More than to be a real research task, which follows takes up the ideas rather freely that professor Steven Austad exposes in his enthralling book [1], of which I highly advise the reading with any person interested by the subject.

Drosophila	0,1
Mouse	3
Eel	6
Turkey	12,5
Goat	18
Bat vampire	19,5
Cat	21
Canary	24
Mottled salamander	25
Lion	29
Ox	30
Grizzly	31
Small brown bat	32
Dog	34
Pigeon	35
Chimpanzee	37
Sturgeon	50
Alligator	56
Elephant	57
Horse	62
Macaw	64
Man	90
Giant tortoise	177

Noted maximum longevity (in years) of some animal species
(Sources: Encyclopædia Britannica, Quid and [1])

Ageing and longevity

It is initially a question of precisely defining the biological ageing, which one calls also the senescence, and to give reliable indicators of them. Steven NR. Austad [1] gives the following definition of ageing: the progressive deterioration of the near total of the functions of the organization in the course of time.

The first criterion which comes to mind to characterize ageing seems to be the longevity or life expectancy, i.e. the average lifespan of an individual. However, it is clear that this data does not depend only on ageing, but also of environmental criteria. Let us consider, as the Nobel Prize of medicine Peter Medawar did it, the hypothetical example, rich in lesson, of a population of test tubes in a laboratory. If one neglects the cracks which can possibly affect their brittleness, these tubes “do not age” not. However, the environmental pressure represented here by handling of the researchers and laboratory assistants will lead fatally to the breakage of each test tube. One can thus completely speak about the longevity of a test tube, but this one does not have any link with any intrinsic ageing but depends exclusively on the skill of the experimenters. Thus, according to the laboratories, the life expectancy of a test tube can be multiplied by ten. It is the same in the animal populations. Two groups of individuals of the same species, who must thus present a similar biological ageing, will be able to have a very different longevity according to whether it are in nature or in captivity, according to the number of predatory, etc It is necessary for us thus to give up using the simple criterion of longevity to characterize biological ageing.

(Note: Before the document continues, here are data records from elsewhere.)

use reqwest::header::{HeaderMap, HeaderName, HeaderValue};
use secrecy::{ExposeSecret, SecretString};

use crate::error::Error;

/// Header carrying the Sonarr API key on every request.
pub const API_KEY_HEADER: &str = "X-Api-Key";

/// An additional header sent with every request.
///
/// Used when Sonarr sits behind another authentication gate (reverse
/// proxy basic auth, SSO token, ...). The value is treated as a secret.
#[derive(Debug, Clone)]
pub struct ExtraHeader {
    pub name: String,
    pub value: SecretString,
}

/// Credentials for authenticating with a Sonarr server.
///
/// Immutable once built; the client turns them into default headers.
#[derive(Debug, Clone)]
pub struct Credentials {
    pub api_key: SecretString,
    pub extra_header: Option<ExtraHeader>,
}

impl Credentials {
    pub fn new(api_key: SecretString) -> Self {
        Self {
            api_key,
            extra_header: None,
        }
    }

    pub fn with_extra_header(mut self, name: impl Into<String>, value: SecretString) -> Self {
        self.extra_header = Some(ExtraHeader {
            name: name.into(),
            value,
        });
        self
    }

    /// Build the default header map, marking every secret value sensitive.
    pub fn headers(&self) -> Result<HeaderMap, Error> {
        let mut headers = HeaderMap::new();

        let mut key_value =
            HeaderValue::from_str(self.api_key.expose_secret()).map_err(|e| {
                Error::Authentication {
                    message: format!("invalid API key header value: {e}"),
                }
            })?;
        key_value.set_sensitive(true);
        headers.insert(API_KEY_HEADER, key_value);

        if let Some(ref extra) = self.extra_header {
            let name = HeaderName::from_bytes(extra.name.as_bytes()).map_err(|e| {
                Error::Authentication {
                    message: format!("invalid extra header name '{}': {e}", extra.name),
                }
            })?;
            let mut value = HeaderValue::from_str(extra.value.expose_secret()).map_err(|e| {
                Error::Authentication {
                    message: format!("invalid value for extra header '{}': {e}", extra.name),
                }
            })?;
            value.set_sensitive(true);
            headers.insert(name, value);
        }

        Ok(headers)
    }
}
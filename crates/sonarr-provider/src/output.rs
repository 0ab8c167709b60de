//! Output: state JSON on stdout, diagnostics on stderr, tables for listings.

use std::io::{self, IsTerminal, Write};

use owo_colors::OwoColorize;
use serde_json::Value;
use tabled::{Table, Tabled, settings::Style};

use sonarr_core::{BlockKind, Diagnostic, Diagnostics, Schema, Severity};

use crate::cli::ColorMode;

/// Whether stderr gets color.
pub fn should_color(mode: ColorMode) -> bool {
    match mode {
        ColorMode::Always => true,
        ColorMode::Never => false,
        ColorMode::Auto => io::stderr().is_terminal() && std::env::var_os("NO_COLOR").is_none(),
    }
}

// ── State ────────────────────────────────────────────────────────────

/// Pretty JSON state to stdout; an absent state prints `null`.
pub fn print_state(state: Option<&Value>) -> Result<(), serde_json::Error> {
    let rendered = serde_json::to_string_pretty(&state)?;
    let mut stdout = io::stdout().lock();
    let _ = writeln!(stdout, "{rendered}");
    Ok(())
}

// ── Diagnostics ──────────────────────────────────────────────────────

fn render_diagnostic(diagnostic: &Diagnostic, color: bool) -> String {
    let label = match diagnostic.severity {
        Severity::Error => "error",
        Severity::Warning => "warning",
    };
    let label = match (color, diagnostic.severity) {
        (false, _) => label.to_owned(),
        (true, Severity::Error) => label.red().bold().to_string(),
        (true, Severity::Warning) => label.yellow().bold().to_string(),
    };

    let mut line = format!("{label}: {}", diagnostic.summary);
    if let Some(ref attribute) = diagnostic.attribute {
        let attribute = if color {
            attribute.cyan().to_string()
        } else {
            attribute.clone()
        };
        line.push_str(&format!(" [{attribute}]"));
    }
    line.push_str(&format!("\n  {}", diagnostic.detail));
    line
}

/// Every diagnostic to stderr, one block each.
pub fn print_diagnostics(diagnostics: &Diagnostics, color: bool) {
    let mut stderr = io::stderr().lock();
    for diagnostic in diagnostics {
        let _ = writeln!(stderr, "{}", render_diagnostic(diagnostic, color));
    }
}

// ── Type listing ─────────────────────────────────────────────────────

#[derive(Tabled)]
struct TypeRow {
    #[tabled(rename = "Type")]
    name: String,
    #[tabled(rename = "Kind")]
    kind: String,
    #[tabled(rename = "Singleton")]
    singleton: String,
    #[tabled(rename = "Import by")]
    import_key: String,
}

impl From<&Schema> for TypeRow {
    fn from(s: &Schema) -> Self {
        Self {
            name: s.type_name.clone(),
            kind: s.block.to_string(),
            singleton: if s.singleton { "yes" } else { "no" }.into(),
            import_key: match (s.block, s.import_key) {
                (BlockKind::DataSource, _) => "-".into(),
                (BlockKind::Resource, Some(key)) => format!("id, {key}"),
                (BlockKind::Resource, None) => "id".into(),
            },
        }
    }
}

pub fn render_types(schemas: &[Schema]) -> String {
    let rows: Vec<TypeRow> = schemas.iter().map(TypeRow::from).collect();
    Table::new(rows).with(Style::rounded()).to_string()
}

#[cfg(test)]
mod tests {
    use sonarr_core::DiagnosticKind;

    use super::*;

    #[test]
    fn plain_diagnostic_carries_attribute() {
        let diagnostic =
            Diagnostic::warning(DiagnosticKind::Deprecated, "use initial_state").with_attribute("intial_state");
        let text = render_diagnostic(&diagnostic, false);
        assert_eq!(
            text,
            "warning: Deprecated Attribute [intial_state]\n  use initial_state"
        );
    }
}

One could then be tempted to use measurements of sporting prowesses: it is for example clear that an old person cannot compete on one 100 meters with a young man. However, ageing is not the only cause of a possible fall of performances: an athlete starting to smoke and more not to supervise his feeding will see without any doubt his results dropping spectacularly, without that being due to the ageing of its organization. Similar problems occur when one is interested in other functions of the organization, like the memory or the fertility.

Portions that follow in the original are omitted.